Helena Myers, a Thames High school student, organised a morning of cleaning up the mangroves near the bird hide in Thames. Helena organised her first clean up in this area two years ago after seeing all the rubbish and realising that she wanted to make a difference. She asked friends and family if they wanted to help her and they were keen to get involved.

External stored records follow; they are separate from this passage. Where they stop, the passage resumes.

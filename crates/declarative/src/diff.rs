//! Diff computation for resources

use crate::resource::{BoxedResource, Resource};
use crate::types::ResourceState;
use anyhow::Result;
use serde::{Deserialize, Serialize};

/// A diff between current and desired state of a resource
#[derive(Debug, Clone, Serialize, Deserialize)]
pub struct ResourceDiff {
    /// Unique identifier of the resource
    pub resource_id: String,
    /// Type of the resource
    pub resource_type: String,
    /// Human-readable description
    pub description: String,
    /// Current state
    pub current: ResourceState,
    /// Desired state
    pub desired: ResourceState,
    /// Differences `apply` will not fix
    pub notes: Vec<String>,
}

impl ResourceDiff {
    /// Create a diff from a resource, returning None if no changes needed
    pub fn from_resource(resource: &dyn Resource) -> Result<Option<Self>> {
        let current = resource.current_state()?;
        let desired = resource.desired_state();

        if current == desired {
            return Ok(None);
        }

        Ok(Some(Self {
            resource_id: resource.id(),
            resource_type: resource.resource_type().to_string(),
            description: resource.description(),
            current,
            desired,
            notes: resource.notes(),
        }))
    }

    /// Check if this diff represents an addition
    pub fn is_addition(&self) -> bool {
        self.current.is_absent() && self.desired.is_present()
    }

    /// Check if this diff represents a removal
    pub fn is_removal(&self) -> bool {
        self.current.is_present() && self.desired.is_absent()
    }
}

/// Compute diffs for a list of resources
///
/// Returns only resources that have differences between current and
/// desired state. The first state-detection error aborts the computation.
pub fn compute_diffs(resources: &[BoxedResource]) -> Result<Vec<ResourceDiff>> {
    let mut diffs = Vec::new();
    for resource in resources {
        if let Some(diff) = ResourceDiff::from_resource(resource.as_ref())? {
            diffs.push(diff);
        }
    }
    Ok(diffs)
}

/// Diff summary statistics
#[derive(Debug, Clone, Default)]
pub struct DiffSummary {
    /// Number of resources to add
    pub additions: usize,
    /// Number of resources to remove
    pub removals: usize,
}

impl DiffSummary {
    /// Create a summary from a list of diffs
    pub fn from_diffs(diffs: &[ResourceDiff]) -> Self {
        let mut summary = Self::default();
        for diff in diffs {
            if diff.is_addition() {
                summary.additions += 1;
            } else if diff.is_removal() {
                summary.removals += 1;
            }
        }
        summary
    }

    /// Total number of changes
    pub fn total(&self) -> usize {
        self.additions + self.removals
    }

    /// Check if there are any changes
    pub fn has_changes(&self) -> bool {
        self.total() > 0
    }
}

Helena said she is amazed how much support you get when you put it out there. This year over 30 people turned up and 27 bags of rubbish were removed from this special environment. Helena said “it’s great to see the amount of waste reducing since I started. Regular action and possibly the reduction in the use of plastic bags is making a real difference.”Thames High school outdoor education senior class chose to celebrate Sea Week by visiting Te Whanganui A Hei (Cathedral Cove) Marine Reserve for their first ocean snorkel. Having already developed their skills in the swimming pool and Hoffmans
pool in the Kauaeranga river, Sea Week provided the perfect opportunity to do an extended trip to a special protected area of water and get up close to underwater wildlife.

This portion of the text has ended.